Well, we're celebrating again.
Because if we didn’t, it would just be another day with Type 1 Diabetes, right?
If you found yourself reading this blog, it is likely that you read my previous entry from a year ago. If you didn't, you probably should.
One of my favorite little ladies was diagnosed with Type 1 Diabetes two years ago, when she was only 16 months old. I was her nanny at the time and experienced the worst day ever with the Plunkett's, the day Gracie Mae almost died.
But now here we are, two years later, a little more patient, wiser, considerate, humbled... In some ways I like to think I can empathize with the Plunkett's, having been apart of that experience, constantly learning from them, and advocating helpful T1D knowledge and support... BUT EVEN I WILL NEVER TRULY KNOW WHATS ITS LIKE. This disease is SO misunderstood. I will always tell her story if that helps educate someone and possibly even save a life. So, with Jaime and Jordans permission, some food for thought.
Through out this learning process, the Plunkett's picked up a little something known as "Donut Sunday." I'm not sure if Gracie knows what day it actually is, but most weekends her parents plan, calculate, and pre-bolus to make the morning special with a sweet treat. In other words they give her a boatload of insulin and wait for it to kick in. Something not a lot of people have to consider before devouring a sprinkled donut.

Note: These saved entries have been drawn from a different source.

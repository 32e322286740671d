//! Parser for the `KEY=value` settings file.
//!
//! The settings file started life as a shell fragment that the old cron
//! script `source`d, so the parser accepts the subset of shell assignment
//! syntax those files actually use:
//!
//! ```text
//! # comment
//! IMMICH_DIR=/opt/immich-app
//! export IMMICH_HOST=127.0.0.1:2283
//! IMMICH_API_KEY="abc def"        # quotes are stripped
//! GOTIFY_TOKEN='A.b$c'            # no expansion inside quotes
//! EMAIL_FROM="Immich \"nas\" <nas@example.com>"
//! IMMICH_DIR="/opt"/immich-app    # parts of one word are joined
//! MIN_RELEASE_AGE_DAYS=7 # trailing comments on unquoted values
//! ```
//!
//! No variable expansion happens here; path-valued keys are expanded by the
//! loader with `shellexpand`.

use crate::core::UpdaterError;
use std::collections::BTreeMap;

/// A parsed settings file: key to last assigned value.
pub type Entries = BTreeMap<String, String>;

/// Parse settings text into key/value entries.
///
/// A key assigned twice keeps its last value, matching what `source` did.
///
/// # Errors
///
/// Returns [`UpdaterError::ConfigInvalid`] naming the 1-based line number for
/// lines without `=`, with an empty or malformed key, or with an
/// unterminated quote or trailing backslash.
pub fn parse_entries(content: &str) -> Result<Entries, UpdaterError> {
    let mut entries = Entries::new();

    for (index, raw) in content.lines().enumerate() {
        let line_no = index + 1;
        let line = raw.trim();
        if line.is_empty() || line.starts_with('#') {
            continue;
        }

        let line = line.strip_prefix("export ").map_or(line, str::trim_start);
        let Some((key, value)) = line.split_once('=') else {
            return Err(invalid(line_no, "expected KEY=value"));
        };

        let key = key.trim();
        if !is_valid_key(key) {
            return Err(invalid(line_no, &format!("invalid key '{key}'")));
        }

        let value = parse_value(value.trim()).map_err(|what| invalid(line_no, what))?;
        entries.insert(key.to_string(), value);
    }

    Ok(entries)
}

/// One shell word: quoted and unquoted parts joined, quotes removed.
///
/// Inside double quotes a backslash escapes `"`, `\`, `$` and `` ` ``;
/// outside quotes it escapes any character. Single quotes are literal.
/// Unquoted whitespace is kept between parts and trimmed at the end, and a
/// `#` after unquoted whitespace starts a comment.
fn parse_value(value: &str) -> Result<String, &'static str> {
    let mut out = String::new();
    let mut pending_space = String::new();
    let mut chars = value.chars();

    while let Some(c) = chars.next() {
        match c {
            c if c.is_whitespace() => {
                pending_space.push(c);
                continue;
            }
            '#' if !pending_space.is_empty() => return Ok(out),
            _ => {}
        }
        out.push_str(&pending_space);
        pending_space.clear();

        match c {
            '\'' => loop {
                match chars.next() {
                    Some('\'') => break,
                    Some(c) => out.push(c),
                    None => return Err("unterminated quote"),
                }
            },
            '"' => loop {
                match chars.next() {
                    Some('"') => break,
                    Some('\\') => match chars.next() {
                        Some(c @ ('"' | '\\' | '$' | '`')) => out.push(c),
                        Some(c) => {
                            out.push('\\');
                            out.push(c);
                        }
                        None => return Err("unterminated quote"),
                    },
                    Some(c) => out.push(c),
                    None => return Err("unterminated quote"),
                }
            },
            '\\' => match chars.next() {
                Some(c) => out.push(c),
                None => return Err("trailing backslash"),
            },
            c => out.push(c),
        }
    }

    Ok(out)
}

fn is_valid_key(key: &str) -> bool {
    let mut chars = key.chars();
    matches!(chars.next(), Some(c) if c.is_ascii_alphabetic() || c == '_')
        && chars.all(|c| c.is_ascii_alphanumeric() || c == '_')
}

fn invalid(line_no: usize, what: &str) -> UpdaterError {
    UpdaterError::ConfigInvalid {
        reason: format!("line {line_no}: {what}"),
    }
}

“It can really be an isolating disease. People confuse it with Type 2 and sometimes think WE caused it by feeding her garbage. Kids her age are always running around eating whatever they want, snacks here, snacks there. People don’t understand that we have to dose insulin and wait. Telling a 3 year old they have to wait 15 minutes to eat ice cream or a cupcake, while the rest of the kids are already eating is not a lighthearted task."
Even if they followed the same routine and recipe every day, the results WILL STILL VARY. You don't just 'all of a sudden' figure T1D out. Recreating the actions of a pancreas is FOREVER a learning experience. With Type 2 Diabetes, the body either doesn't produce enough insulin, or it resists insulin. Treatments include diet, exercise, medication, and insulin therapy. TYPE 1 DIABETES IS A chronic condition, in which the pancreas produces little or no insulin. GRACIE WILL NEED TO MONITOR HER BLOOD SUGAR AND USE INSULIN FOR THE REST OF HER LIFE.
Now, consider the fact that she is still a toddler. Some days we think her age when diagnosed was a blessing, she wasn't already eating all the sweet foods the world has to offer. But other days A LOT more factors come into play being so young. Some day she will be in charge of her own glucose, but in the mean time she has an AMAZING TRIBE helping her enjoy all the little things.
She may be 3, but Gracie will gladly check your blood sugar. She says " don't worry, it doesn't hurt" when she checks her parents' for fun. When the glucose meter light flashes green; she says "no juice or candy," red on the other hand usually results in a "yay, I need juice!" or candy, depending how low she is. When she is really low, she cries and screams and is inconsolable. Basically saying "my body needs more sugar" in toddler. As she gets older she will be able to address her highs a lows more on how she feels.
"I remember a birthday party we went to. (Parties and gatherings now give me mega anxiety because food will be at arms length…) Jordan didn’t want to let her have a cupcake because her blood glucose was so high for some reason and he knew it would just make it higher. She was crying and screaming and I said "no, she’s getting that damn cupcake." Normally we agree on everything and I take his opinions to heart and vice versa but I just couldn’t let her diabetes take center stage. I felt it was more important to let her be a child and worry about the blood sugar later and stay up all night dosing if we had to, you know..."
Speaking of long nights...
"Jordan and I sleep in separate rooms right now because it’s so important for us to NOT miss an alert. One of us needs to always be awake enough, so we alternate nights to listen and stay attentive. We either give Gracie juice or insulin to keep her blood sugar in a tighter range and keep her as healthy as we can especially when she sleeps." (Lets not even get into Hemoglobin A1C)... "You know how when you wake up and you have this horrible feeling that you slept through your alarm to get up for work? Imagine that feeling but that you’ve slept through a low alert and you’re wondering if your child is still alive. That’s why we sleep in different rooms, he’s my back up and I am his. I’ve literally gone into her room and placed my hands on her chest to feel it rise from her breathing to make sure she’s alive."
Type 1 Diabetes forever changed the lives of the Plunkett family. Not just because of the disease, but also because of her age. Jaime and Jordan choose to be brave everyday, over and over again to manage Gracies T1D without changing her already innocent lifestyle. It's not just sweets and exercise, it's every minute, every day, every carb, and every gram of sugar. We are so unbelievably grateful that Gracie is still with us today, and she is so lucky to have such and AMAZING village that love and support her every step of the way… And that my friends is why we are celebrating today. Happy Diaversary kid.
Also, no one should ever have to worry about access to insulin or have to worry about how much it will cost. It truly is something our T1D warriors CAN NOT LIVE WITHOUT.